Ravaged by civil war, peace has now returned and with it, wildlife. Sue Watt finds Gorongosa in a particularly celebratory mood

Sue Watt
Friday 26 June 2015 11:46 BST
Run wild: female waterbuck run across the plain
Run wild: female waterbuck run across the plain (Will Whitford)

In the Mwani language, Gorongosa means "place of danger" and it was with some trepidation that I ventured back there last month. Five years ago, I'd described the best-known of Mozambique's seven national parks as being on the cusp of something wonderful, coming back to life after years of devastation as a result of the country's civil war. Now, driving through the gates, I was apprehensive that the scars of another conflict might have fractured a fragile revival.

Gorongosa's story is a classic narrative of rise, fall and redemption. It was once one of Africa's most sophisticated safari destinations. Bit-part actors in its real-life drama included Hollywood A-listers such as John Wayne and Joan Crawford, who along with expatriates and rich Rhodesians, frequented the glamorous Chitengo camp in the park's 1960s heyday. Huge herds of elephant, buffalo, antelopes and wildebeest stole the show while up to 500 lions prowled the flood plains.
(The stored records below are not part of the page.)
//! Render pass construction from attachment specs.
//!
//! A [`RenderPass`] has one graphics subpass that writes every attachment.
//! Surface-backed color attachments end in `PRESENT_SRC_KHR`; everything else
//! ends in a layout it can be sampled or reused from. A single external
//! dependency keeps the pass from writing before earlier work on the same
//! images is done.

use std::sync::Arc;

use ash::vk;
use tracing::{debug, info};

use crate::device::Device;
use crate::error::{RhiError, RhiResult};

/// Depth is cleared to the far plane.
pub const DEPTH_CLEAR: vk::ClearDepthStencilValue = vk::ClearDepthStencilValue {
    depth: 1.0,
    stencil: 0,
};

/// What an attachment is used for.
#[derive(Debug, Clone, Copy, PartialEq, Eq)]
pub enum AttachmentRole {
    Color,
    Depth,
}

/// Description of one render pass attachment.
#[derive(Debug, Clone, Copy, PartialEq, Eq)]
pub struct AttachmentSpec {
    pub role: AttachmentRole,
    pub format: vk::Format,
    pub samples: vk::SampleCountFlags,
    /// Backed by a presentation surface image instead of an owned image.
    pub surface_backed: bool,
}

impl AttachmentSpec {
    /// Single-sampled color attachment backed by the presentation surface.
    pub fn surface_color(format: vk::Format) -> Self {
        Self {
            role: AttachmentRole::Color,
            format,
            samples: vk::SampleCountFlags::TYPE_1,
            surface_backed: true,
        }
    }

    /// Single-sampled color attachment with its own image.
    pub fn color(format: vk::Format) -> Self {
        Self {
            role: AttachmentRole::Color,
            format,
            samples: vk::SampleCountFlags::TYPE_1,
            surface_backed: false,
        }
    }

    /// Single-sampled depth attachment with its own image.
    pub fn depth(format: vk::Format) -> Self {
        Self {
            role: AttachmentRole::Depth,
            format,
            samples: vk::SampleCountFlags::TYPE_1,
            surface_backed: false,
        }
    }

    /// Layout the attachment is left in when the pass ends.
    pub fn final_layout(&self) -> vk::ImageLayout {
        match (self.role, self.surface_backed) {
            (AttachmentRole::Color, true) => vk::ImageLayout::PRESENT_SRC_KHR,
            (AttachmentRole::Color, false) => vk::ImageLayout::SHADER_READ_ONLY_OPTIMAL,
            (AttachmentRole::Depth, _) => vk::ImageLayout::DEPTH_STENCIL_ATTACHMENT_OPTIMAL,
        }
    }

    /// Layout used while the subpass writes the attachment.
    pub fn subpass_layout(&self) -> vk::ImageLayout {
        match self.role {
            AttachmentRole::Color => vk::ImageLayout::COLOR_ATTACHMENT_OPTIMAL,
            AttachmentRole::Depth => vk::ImageLayout::DEPTH_STENCIL_ATTACHMENT_OPTIMAL,
        }
    }

    /// Usage flags for an owned image backing this attachment.
    pub fn image_usage(&self) -> vk::ImageUsageFlags {
        match self.role {
            AttachmentRole::Color => {
                vk::ImageUsageFlags::COLOR_ATTACHMENT | vk::ImageUsageFlags::SAMPLED
            }
            AttachmentRole::Depth => vk::ImageUsageFlags::DEPTH_STENCIL_ATTACHMENT,
        }
    }

    pub fn aspect(&self) -> vk::ImageAspectFlags {
        match self.role {
            AttachmentRole::Color => vk::ImageAspectFlags::COLOR,
            AttachmentRole::Depth => vk::ImageAspectFlags::DEPTH,
        }
    }
}

/// Attachment description for `spec`.
///
/// Every attachment is cleared on load. Color is stored; depth is not
/// needed after the pass.
pub fn attachment_description(spec: &AttachmentSpec) -> vk::AttachmentDescription {
    let store_op = match spec.role {
        AttachmentRole::Color => vk::AttachmentStoreOp::STORE,
        AttachmentRole::Depth => vk::AttachmentStoreOp::DONT_CARE,
    };

    vk::AttachmentDescription::default()
        .format(spec.format)
        .samples(spec.samples)
        .load_op(vk::AttachmentLoadOp::CLEAR)
        .store_op(store_op)
        .stencil_load_op(vk::AttachmentLoadOp::DONT_CARE)
        .stencil_store_op(vk::AttachmentStoreOp::DONT_CARE)
        .initial_layout(vk::ImageLayout::UNDEFINED)
        .final_layout(spec.final_layout())
}

/// The one dependency from outside the pass into subpass 0.
pub fn external_dependency() -> vk::SubpassDependency {
    let stages = vk::PipelineStageFlags::COLOR_ATTACHMENT_OUTPUT
        | vk::PipelineStageFlags::EARLY_FRAGMENT_TESTS;

    vk::SubpassDependency::default()
        .src_subpass(vk::SUBPASS_EXTERNAL)
        .dst_subpass(0)
        .src_stage_mask(stages)
        .src_access_mask(vk::AccessFlags::empty())
        .dst_stage_mask(stages)
        .dst_access_mask(
            vk::AccessFlags::COLOR_ATTACHMENT_WRITE
                | vk::AccessFlags::DEPTH_STENCIL_ATTACHMENT_WRITE,
        )
}

/// Checks that `specs` can form a single-subpass pass.
///
/// Requires at least one color attachment, at most one depth attachment and
/// at most one surface-backed attachment, which must be single-sampled color.
pub fn validate_attachments(specs: &[AttachmentSpec]) -> RhiResult<()> {
    let colors = specs
        .iter()
        .filter(|s| s.role == AttachmentRole::Color)
        .count();
    let depths = specs.len() - colors;
    let surface_backed: Vec<_> = specs.iter().filter(|s| s.surface_backed).collect();

    if colors == 0 {
        return Err(RhiError::InvalidAttachments(
            "at least one color attachment is required".to_string(),
        ));
    }
    if depths > 1 {
        return Err(RhiError::InvalidAttachments(format!(
            "at most one depth attachment is allowed, got {}",
            depths
        )));
    }
    if surface_backed.len() > 1 {
        return Err(RhiError::InvalidAttachments(format!(
            "at most one surface-backed attachment is allowed, got {}",
            surface_backed.len()
        )));
    }
    if let Some(spec) = surface_backed.first()
        && (spec.role != AttachmentRole::Color || spec.samples != vk::SampleCountFlags::TYPE_1)
    {
        return Err(RhiError::InvalidAttachments(
            "surface-backed attachments must be single-sampled color".to_string(),
        ));
    }

    Ok(())
}

/// Clear values in attachment order.
pub fn clear_values(specs: &[AttachmentSpec], color: [f32; 4]) -> Vec<vk::ClearValue> {
    specs
        .iter()
        .map(|spec| match spec.role {
            AttachmentRole::Color => vk::ClearValue {
                color: vk::ClearColorValue { float32: color },
            },
            AttachmentRole::Depth => vk::ClearValue {
                depth_stencil: DEPTH_CLEAR,
            },
        })
        .collect()
}

/// Vulkan render pass wrapper that remembers its attachment specs.
pub struct RenderPass {
    device: Arc<Device>,
    render_pass: vk::RenderPass,
    attachments: Vec<AttachmentSpec>,
}

impl RenderPass {
    /// Creates a single-subpass render pass.
    ///
    /// # Errors
    ///
    /// [`RhiError::InvalidAttachments`] if `specs` fails
    /// [`validate_attachments`], otherwise the Vulkan creation error.
    pub fn new(device: Arc<Device>, specs: &[AttachmentSpec]) -> RhiResult<Self> {
        validate_attachments(specs)?;

        let descriptions: Vec<_> = specs.iter().map(attachment_description).collect();

        let color_refs: Vec<_> = specs
            .iter()
            .enumerate()
            .filter(|(_, s)| s.role == AttachmentRole::Color)
            .map(|(i, s)| {
                vk::AttachmentReference::default()
                    .attachment(i as u32)
                    .layout(s.subpass_layout())
            })
            .collect();

        let depth_ref = specs
            .iter()
            .position(|s| s.role == AttachmentRole::Depth)
            .map(|i| {
                vk::AttachmentReference::default()
                    .attachment(i as u32)
                    .layout(specs[i].subpass_layout())
            });

        let mut subpass = vk::SubpassDescription::default()
            .pipeline_bind_point(vk::PipelineBindPoint::GRAPHICS)
            .color_attachments(&color_refs);
        if let Some(depth_ref) = depth_ref.as_ref() {
            subpass = subpass.depth_stencil_attachment(depth_ref);
        }

        let subpasses = [subpass];
        let dependencies = [external_dependency()];

        let create_info = vk::RenderPassCreateInfo::default()
            .attachments(&descriptions)
            .subpasses(&subpasses)
            .dependencies(&dependencies);

        let render_pass = unsafe { device.handle().create_render_pass(&create_info, None)? };

        info!(
            "Render pass created: {} color, {} depth attachment(s)",
            color_refs.len(),
            usize::from(depth_ref.is_some())
        );

        Ok(Self {
            device,
            render_pass,
            attachments: specs.to_vec(),
        })
    }

    #[inline]
    pub fn handle(&self) -> vk::RenderPass {
        self.render_pass
    }

    #[inline]
    pub fn attachments(&self) -> &[AttachmentSpec] {
        &self.attachments
    }

    /// The surface-backed attachment, if the pass has one.
    pub fn surface_attachment(&self) -> Option<&AttachmentSpec> {
        self.attachments.iter().find(|s| s.surface_backed)
    }
}

impl Drop for RenderPass {
    fn drop(&mut self) {
        unsafe {
            self.device
                .handle()
                .destroy_render_pass(self.render_pass, None);
        }
        debug!("Destroyed render pass");
    }
}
Forty years ago this week, Mozambique celebrated its independence from Portugal. But the party was short-lived: by 1977, Frelimo, the government forces, and Rhodesian-backed rebels, Renamo, had taken centre stage at Gorongosa, the unwitting epicentre of an unrelenting 16 years of internecine strife during which the wildlife was decimated through poaching for food and ivory. Peace in 1992 brought commercial hunters, helping themselves to what little remained.

A staggering 90 per cent of animals had been killed; the park was ruined, eerie and empty. It seemed its story was over. But in 2004, American philanthropist Greg Carr arrived on the scene and four years later, the Gorongosa Restoration Project was formed, involving a multimillion dollar commitment from Carr, to manage the park jointly over 20 years with the Mozambican government.

When I visited in 2010, Gorongosa's story made a profound impression on me – the positivity and passion of the people who lived and worked there, the wildlife becoming braver and bolder by the day and the serene beauty of the landscape as it shifted from waterfalls to lakes, gorges, plains and fever tree forests. Gorongosa got under my skin.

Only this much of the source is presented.